Show all the lines in the data below that include the word "files".

+++ Given entries +++

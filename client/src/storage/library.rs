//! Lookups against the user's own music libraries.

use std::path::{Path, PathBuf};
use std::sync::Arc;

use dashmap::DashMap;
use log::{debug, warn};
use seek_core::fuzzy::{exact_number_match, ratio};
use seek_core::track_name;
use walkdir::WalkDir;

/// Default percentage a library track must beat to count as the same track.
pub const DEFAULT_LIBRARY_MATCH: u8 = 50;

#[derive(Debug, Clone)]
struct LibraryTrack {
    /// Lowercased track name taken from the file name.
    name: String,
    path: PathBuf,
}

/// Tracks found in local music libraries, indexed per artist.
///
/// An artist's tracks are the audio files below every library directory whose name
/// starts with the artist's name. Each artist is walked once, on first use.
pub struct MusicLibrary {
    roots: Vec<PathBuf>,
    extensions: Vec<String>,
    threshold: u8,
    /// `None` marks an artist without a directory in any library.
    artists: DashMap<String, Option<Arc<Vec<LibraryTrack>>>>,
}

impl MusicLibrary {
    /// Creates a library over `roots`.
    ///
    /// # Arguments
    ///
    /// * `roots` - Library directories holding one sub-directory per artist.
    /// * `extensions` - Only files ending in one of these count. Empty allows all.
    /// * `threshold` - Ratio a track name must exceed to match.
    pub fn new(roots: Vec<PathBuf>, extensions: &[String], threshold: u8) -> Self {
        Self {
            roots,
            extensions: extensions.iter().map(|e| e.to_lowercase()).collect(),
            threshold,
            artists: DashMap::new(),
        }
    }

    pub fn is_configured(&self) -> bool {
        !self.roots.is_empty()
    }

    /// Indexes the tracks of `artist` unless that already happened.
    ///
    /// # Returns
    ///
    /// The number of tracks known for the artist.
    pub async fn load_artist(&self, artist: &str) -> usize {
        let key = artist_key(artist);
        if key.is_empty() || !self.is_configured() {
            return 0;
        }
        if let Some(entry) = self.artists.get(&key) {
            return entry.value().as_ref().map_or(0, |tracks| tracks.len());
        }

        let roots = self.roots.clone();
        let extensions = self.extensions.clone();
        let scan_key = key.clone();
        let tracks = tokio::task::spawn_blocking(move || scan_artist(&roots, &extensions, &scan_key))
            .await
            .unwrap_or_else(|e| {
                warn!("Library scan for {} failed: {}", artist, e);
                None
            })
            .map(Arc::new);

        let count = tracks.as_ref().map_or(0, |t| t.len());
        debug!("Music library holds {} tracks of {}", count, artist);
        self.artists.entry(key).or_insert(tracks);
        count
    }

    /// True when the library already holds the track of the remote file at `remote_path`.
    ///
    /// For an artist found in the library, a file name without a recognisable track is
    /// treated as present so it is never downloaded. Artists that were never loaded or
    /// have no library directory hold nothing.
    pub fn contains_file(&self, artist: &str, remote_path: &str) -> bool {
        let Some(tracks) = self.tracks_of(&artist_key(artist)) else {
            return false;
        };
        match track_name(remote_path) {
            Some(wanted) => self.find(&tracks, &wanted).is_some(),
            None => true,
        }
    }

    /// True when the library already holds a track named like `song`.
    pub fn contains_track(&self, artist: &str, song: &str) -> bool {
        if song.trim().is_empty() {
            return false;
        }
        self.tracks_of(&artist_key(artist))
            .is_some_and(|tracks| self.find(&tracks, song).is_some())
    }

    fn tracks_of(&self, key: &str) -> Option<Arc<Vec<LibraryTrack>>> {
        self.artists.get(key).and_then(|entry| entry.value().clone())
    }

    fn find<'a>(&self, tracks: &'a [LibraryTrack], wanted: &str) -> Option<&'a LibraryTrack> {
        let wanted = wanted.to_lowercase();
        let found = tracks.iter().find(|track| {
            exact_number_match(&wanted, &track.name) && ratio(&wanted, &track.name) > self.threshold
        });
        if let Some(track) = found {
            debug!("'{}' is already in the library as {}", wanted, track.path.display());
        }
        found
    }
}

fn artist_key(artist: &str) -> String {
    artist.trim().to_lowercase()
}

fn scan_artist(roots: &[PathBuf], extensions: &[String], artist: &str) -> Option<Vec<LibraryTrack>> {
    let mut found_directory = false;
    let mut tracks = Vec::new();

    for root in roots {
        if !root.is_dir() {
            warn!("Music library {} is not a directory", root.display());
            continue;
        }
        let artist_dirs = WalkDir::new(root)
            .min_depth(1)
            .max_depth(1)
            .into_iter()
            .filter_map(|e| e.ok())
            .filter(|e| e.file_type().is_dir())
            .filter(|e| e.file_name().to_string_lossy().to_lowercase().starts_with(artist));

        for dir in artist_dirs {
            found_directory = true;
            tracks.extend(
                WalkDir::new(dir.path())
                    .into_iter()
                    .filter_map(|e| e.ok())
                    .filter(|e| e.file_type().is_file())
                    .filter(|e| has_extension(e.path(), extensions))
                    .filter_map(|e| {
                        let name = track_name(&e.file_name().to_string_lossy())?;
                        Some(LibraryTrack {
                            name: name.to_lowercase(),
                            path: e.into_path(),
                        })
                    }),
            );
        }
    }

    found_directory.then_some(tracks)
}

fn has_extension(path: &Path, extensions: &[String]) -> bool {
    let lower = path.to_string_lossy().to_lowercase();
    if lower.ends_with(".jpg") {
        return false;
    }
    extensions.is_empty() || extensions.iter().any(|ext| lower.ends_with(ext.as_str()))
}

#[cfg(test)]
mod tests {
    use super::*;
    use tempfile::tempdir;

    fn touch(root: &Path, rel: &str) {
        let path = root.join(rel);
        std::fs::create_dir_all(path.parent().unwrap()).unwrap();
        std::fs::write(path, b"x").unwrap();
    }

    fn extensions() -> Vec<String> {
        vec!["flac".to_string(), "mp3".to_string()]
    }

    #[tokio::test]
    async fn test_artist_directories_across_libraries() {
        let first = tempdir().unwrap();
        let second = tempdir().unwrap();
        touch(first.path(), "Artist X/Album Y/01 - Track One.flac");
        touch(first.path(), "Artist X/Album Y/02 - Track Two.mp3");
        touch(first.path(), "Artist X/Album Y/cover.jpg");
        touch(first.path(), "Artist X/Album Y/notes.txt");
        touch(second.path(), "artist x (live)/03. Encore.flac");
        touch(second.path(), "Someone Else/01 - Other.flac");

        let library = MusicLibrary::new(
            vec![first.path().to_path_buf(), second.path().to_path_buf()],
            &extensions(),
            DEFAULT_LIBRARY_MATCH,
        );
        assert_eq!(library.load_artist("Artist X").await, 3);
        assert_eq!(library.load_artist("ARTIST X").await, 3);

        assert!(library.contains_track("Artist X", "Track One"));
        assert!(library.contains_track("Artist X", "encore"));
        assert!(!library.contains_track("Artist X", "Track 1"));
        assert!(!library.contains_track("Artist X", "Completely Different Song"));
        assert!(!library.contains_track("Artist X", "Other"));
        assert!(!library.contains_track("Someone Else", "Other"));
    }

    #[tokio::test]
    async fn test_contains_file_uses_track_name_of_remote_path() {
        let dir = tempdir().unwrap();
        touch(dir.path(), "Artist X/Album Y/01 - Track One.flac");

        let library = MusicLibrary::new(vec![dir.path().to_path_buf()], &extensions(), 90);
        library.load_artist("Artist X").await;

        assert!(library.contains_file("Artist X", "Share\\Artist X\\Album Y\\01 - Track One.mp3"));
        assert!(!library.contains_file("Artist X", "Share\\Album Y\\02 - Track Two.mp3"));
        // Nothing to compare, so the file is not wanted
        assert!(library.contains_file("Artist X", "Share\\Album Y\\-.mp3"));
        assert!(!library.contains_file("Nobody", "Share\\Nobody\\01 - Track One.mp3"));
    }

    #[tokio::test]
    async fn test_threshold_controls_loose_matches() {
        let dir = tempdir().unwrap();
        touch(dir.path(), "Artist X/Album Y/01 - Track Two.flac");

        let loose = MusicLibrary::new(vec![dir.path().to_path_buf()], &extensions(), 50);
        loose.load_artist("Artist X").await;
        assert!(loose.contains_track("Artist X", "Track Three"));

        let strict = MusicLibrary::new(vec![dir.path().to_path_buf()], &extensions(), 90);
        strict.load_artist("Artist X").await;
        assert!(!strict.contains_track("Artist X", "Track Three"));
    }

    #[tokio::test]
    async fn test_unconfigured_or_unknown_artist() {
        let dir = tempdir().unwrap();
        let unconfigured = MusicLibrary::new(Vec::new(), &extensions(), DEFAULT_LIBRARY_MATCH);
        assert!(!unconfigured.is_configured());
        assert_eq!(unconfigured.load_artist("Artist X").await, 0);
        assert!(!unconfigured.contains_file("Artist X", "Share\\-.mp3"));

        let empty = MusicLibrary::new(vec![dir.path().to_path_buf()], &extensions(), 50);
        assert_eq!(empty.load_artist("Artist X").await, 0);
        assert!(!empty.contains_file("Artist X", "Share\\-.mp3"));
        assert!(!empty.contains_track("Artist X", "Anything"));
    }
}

+++

# Task solution
/// An artist's tracks are the audio files below every library directory whose name
    /// * `extensions` - Only files ending in one of these count. Empty allows all.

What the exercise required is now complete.